Read the material below. Count the lines containing "limit" and give that count alone.

=====

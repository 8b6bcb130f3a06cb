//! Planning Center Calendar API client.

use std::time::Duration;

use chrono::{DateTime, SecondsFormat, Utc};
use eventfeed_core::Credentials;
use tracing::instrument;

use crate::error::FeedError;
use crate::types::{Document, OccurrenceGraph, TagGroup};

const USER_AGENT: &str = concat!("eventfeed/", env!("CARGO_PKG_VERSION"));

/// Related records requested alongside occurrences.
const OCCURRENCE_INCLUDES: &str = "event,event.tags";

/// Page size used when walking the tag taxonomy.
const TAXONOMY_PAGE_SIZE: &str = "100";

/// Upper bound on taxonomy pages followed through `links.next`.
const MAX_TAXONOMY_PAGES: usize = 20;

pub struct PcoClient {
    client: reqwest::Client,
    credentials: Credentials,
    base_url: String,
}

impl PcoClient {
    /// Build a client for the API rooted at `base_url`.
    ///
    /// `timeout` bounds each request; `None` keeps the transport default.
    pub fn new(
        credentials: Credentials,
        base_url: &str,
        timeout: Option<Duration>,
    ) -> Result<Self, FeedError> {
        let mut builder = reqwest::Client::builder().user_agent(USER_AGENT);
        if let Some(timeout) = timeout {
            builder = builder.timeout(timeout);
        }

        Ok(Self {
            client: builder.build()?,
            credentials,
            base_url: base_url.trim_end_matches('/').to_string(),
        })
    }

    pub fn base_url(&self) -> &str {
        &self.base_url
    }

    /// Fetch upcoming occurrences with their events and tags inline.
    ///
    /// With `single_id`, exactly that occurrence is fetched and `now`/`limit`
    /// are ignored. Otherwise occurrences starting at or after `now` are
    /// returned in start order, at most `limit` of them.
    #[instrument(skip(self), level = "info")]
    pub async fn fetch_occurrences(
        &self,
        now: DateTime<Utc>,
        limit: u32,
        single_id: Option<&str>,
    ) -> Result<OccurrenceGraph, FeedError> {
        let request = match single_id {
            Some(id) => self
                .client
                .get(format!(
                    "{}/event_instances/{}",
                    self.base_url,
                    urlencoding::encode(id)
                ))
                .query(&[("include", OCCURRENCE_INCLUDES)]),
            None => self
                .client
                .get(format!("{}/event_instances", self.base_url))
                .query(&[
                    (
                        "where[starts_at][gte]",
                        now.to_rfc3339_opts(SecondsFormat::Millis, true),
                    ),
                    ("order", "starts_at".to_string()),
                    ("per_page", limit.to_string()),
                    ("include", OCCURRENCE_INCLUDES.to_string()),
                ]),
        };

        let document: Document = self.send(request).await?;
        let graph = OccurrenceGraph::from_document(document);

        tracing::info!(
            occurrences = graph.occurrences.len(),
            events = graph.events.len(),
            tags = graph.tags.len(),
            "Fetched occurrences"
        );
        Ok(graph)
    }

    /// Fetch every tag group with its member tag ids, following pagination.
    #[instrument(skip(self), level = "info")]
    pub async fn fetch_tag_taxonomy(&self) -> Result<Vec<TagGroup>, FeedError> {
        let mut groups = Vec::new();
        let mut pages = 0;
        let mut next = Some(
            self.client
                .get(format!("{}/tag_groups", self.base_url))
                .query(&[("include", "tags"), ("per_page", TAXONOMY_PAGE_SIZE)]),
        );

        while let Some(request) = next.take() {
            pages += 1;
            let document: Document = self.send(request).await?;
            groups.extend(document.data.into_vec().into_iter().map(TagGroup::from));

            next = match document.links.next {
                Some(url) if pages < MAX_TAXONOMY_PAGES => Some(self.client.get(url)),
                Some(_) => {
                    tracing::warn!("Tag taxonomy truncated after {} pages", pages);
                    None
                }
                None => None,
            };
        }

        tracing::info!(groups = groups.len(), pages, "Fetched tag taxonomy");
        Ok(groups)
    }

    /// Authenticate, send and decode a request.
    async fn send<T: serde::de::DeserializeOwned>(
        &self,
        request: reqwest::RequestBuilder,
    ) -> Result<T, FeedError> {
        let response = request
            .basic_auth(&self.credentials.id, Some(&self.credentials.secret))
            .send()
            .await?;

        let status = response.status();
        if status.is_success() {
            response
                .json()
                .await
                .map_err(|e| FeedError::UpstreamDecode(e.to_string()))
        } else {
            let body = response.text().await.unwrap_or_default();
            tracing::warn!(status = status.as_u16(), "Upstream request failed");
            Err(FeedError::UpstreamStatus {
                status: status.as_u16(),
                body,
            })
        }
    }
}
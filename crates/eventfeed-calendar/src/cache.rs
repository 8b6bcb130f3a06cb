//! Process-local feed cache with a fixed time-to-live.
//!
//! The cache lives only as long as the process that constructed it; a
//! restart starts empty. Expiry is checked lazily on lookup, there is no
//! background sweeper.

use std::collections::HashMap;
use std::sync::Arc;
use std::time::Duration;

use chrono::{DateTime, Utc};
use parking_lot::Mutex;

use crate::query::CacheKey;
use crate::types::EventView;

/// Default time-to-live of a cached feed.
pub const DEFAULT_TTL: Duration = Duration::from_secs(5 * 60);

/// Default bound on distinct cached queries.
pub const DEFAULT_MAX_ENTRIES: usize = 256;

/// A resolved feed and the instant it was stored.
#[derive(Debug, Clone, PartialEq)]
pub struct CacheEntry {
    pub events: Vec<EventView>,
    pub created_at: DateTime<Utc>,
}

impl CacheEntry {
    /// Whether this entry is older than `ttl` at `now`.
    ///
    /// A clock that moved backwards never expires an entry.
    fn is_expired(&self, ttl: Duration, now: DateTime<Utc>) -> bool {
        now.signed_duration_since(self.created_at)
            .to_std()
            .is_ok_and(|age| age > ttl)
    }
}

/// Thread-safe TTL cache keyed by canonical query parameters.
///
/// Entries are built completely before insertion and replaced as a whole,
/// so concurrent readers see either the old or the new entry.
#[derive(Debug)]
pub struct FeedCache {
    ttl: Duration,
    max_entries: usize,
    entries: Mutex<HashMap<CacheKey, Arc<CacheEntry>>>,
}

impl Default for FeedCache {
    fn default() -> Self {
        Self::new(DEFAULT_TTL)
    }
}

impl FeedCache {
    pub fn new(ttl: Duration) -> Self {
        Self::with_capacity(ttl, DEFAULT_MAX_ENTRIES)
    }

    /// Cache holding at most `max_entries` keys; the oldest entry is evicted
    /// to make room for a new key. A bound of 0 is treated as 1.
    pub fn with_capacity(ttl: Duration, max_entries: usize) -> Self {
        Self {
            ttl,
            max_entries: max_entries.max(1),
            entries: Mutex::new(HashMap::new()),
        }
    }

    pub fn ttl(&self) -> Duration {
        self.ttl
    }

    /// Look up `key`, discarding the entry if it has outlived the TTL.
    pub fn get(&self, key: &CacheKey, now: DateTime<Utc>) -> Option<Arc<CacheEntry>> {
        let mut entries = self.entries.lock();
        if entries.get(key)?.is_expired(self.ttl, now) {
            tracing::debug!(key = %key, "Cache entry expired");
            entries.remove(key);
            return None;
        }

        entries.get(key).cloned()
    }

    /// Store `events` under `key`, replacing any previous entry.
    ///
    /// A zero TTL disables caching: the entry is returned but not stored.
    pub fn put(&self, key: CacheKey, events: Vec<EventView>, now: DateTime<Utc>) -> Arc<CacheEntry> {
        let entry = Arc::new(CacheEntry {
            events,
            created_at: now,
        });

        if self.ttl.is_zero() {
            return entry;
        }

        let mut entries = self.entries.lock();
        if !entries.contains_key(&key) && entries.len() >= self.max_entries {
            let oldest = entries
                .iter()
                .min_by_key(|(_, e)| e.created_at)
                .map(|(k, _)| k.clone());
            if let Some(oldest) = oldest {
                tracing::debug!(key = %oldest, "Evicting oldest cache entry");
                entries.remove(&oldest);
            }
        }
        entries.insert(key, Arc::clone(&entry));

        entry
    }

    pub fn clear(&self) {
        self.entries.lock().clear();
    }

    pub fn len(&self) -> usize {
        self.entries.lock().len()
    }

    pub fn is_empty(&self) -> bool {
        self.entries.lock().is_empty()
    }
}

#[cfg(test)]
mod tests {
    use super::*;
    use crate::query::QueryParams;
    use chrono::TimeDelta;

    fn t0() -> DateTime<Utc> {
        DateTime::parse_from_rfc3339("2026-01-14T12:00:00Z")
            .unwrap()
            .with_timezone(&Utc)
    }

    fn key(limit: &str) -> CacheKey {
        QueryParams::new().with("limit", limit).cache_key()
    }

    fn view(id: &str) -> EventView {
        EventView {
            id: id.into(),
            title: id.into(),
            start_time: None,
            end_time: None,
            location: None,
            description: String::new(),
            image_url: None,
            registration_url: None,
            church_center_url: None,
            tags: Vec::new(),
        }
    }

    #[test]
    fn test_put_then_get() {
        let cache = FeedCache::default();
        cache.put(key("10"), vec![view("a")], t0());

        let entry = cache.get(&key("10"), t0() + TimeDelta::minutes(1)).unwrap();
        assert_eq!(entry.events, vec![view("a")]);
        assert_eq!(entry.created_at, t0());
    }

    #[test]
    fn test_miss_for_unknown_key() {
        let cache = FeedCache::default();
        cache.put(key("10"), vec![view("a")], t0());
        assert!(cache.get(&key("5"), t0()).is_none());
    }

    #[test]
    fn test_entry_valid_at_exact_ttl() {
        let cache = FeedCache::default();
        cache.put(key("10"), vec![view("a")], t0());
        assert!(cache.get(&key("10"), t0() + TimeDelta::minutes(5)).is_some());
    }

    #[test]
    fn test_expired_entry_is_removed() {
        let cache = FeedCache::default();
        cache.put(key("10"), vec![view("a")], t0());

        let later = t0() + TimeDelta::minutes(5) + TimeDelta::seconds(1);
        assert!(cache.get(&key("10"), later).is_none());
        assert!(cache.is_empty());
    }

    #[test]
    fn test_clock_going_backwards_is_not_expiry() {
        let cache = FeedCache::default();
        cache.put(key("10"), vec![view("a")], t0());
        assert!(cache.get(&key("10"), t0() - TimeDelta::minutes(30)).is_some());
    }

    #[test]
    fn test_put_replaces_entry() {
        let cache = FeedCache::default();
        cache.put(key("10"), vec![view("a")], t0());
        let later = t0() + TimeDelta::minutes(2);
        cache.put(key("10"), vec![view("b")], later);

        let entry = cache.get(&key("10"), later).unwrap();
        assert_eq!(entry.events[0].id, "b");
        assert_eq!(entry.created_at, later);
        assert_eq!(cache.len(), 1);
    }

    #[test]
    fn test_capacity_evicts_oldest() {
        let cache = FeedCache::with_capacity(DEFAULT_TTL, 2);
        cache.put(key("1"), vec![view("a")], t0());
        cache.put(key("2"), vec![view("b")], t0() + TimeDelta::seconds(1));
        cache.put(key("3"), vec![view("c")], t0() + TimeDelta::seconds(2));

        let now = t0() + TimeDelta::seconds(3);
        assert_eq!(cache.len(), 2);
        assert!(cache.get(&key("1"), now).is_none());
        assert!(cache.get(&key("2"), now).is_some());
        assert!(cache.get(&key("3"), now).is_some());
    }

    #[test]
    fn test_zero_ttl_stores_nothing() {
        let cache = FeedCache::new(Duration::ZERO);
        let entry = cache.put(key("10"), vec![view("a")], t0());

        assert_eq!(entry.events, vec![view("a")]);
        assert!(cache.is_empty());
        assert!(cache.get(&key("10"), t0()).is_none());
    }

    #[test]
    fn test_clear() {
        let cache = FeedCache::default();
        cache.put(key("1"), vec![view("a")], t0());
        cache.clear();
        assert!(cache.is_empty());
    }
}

=====

Problem solution ::
6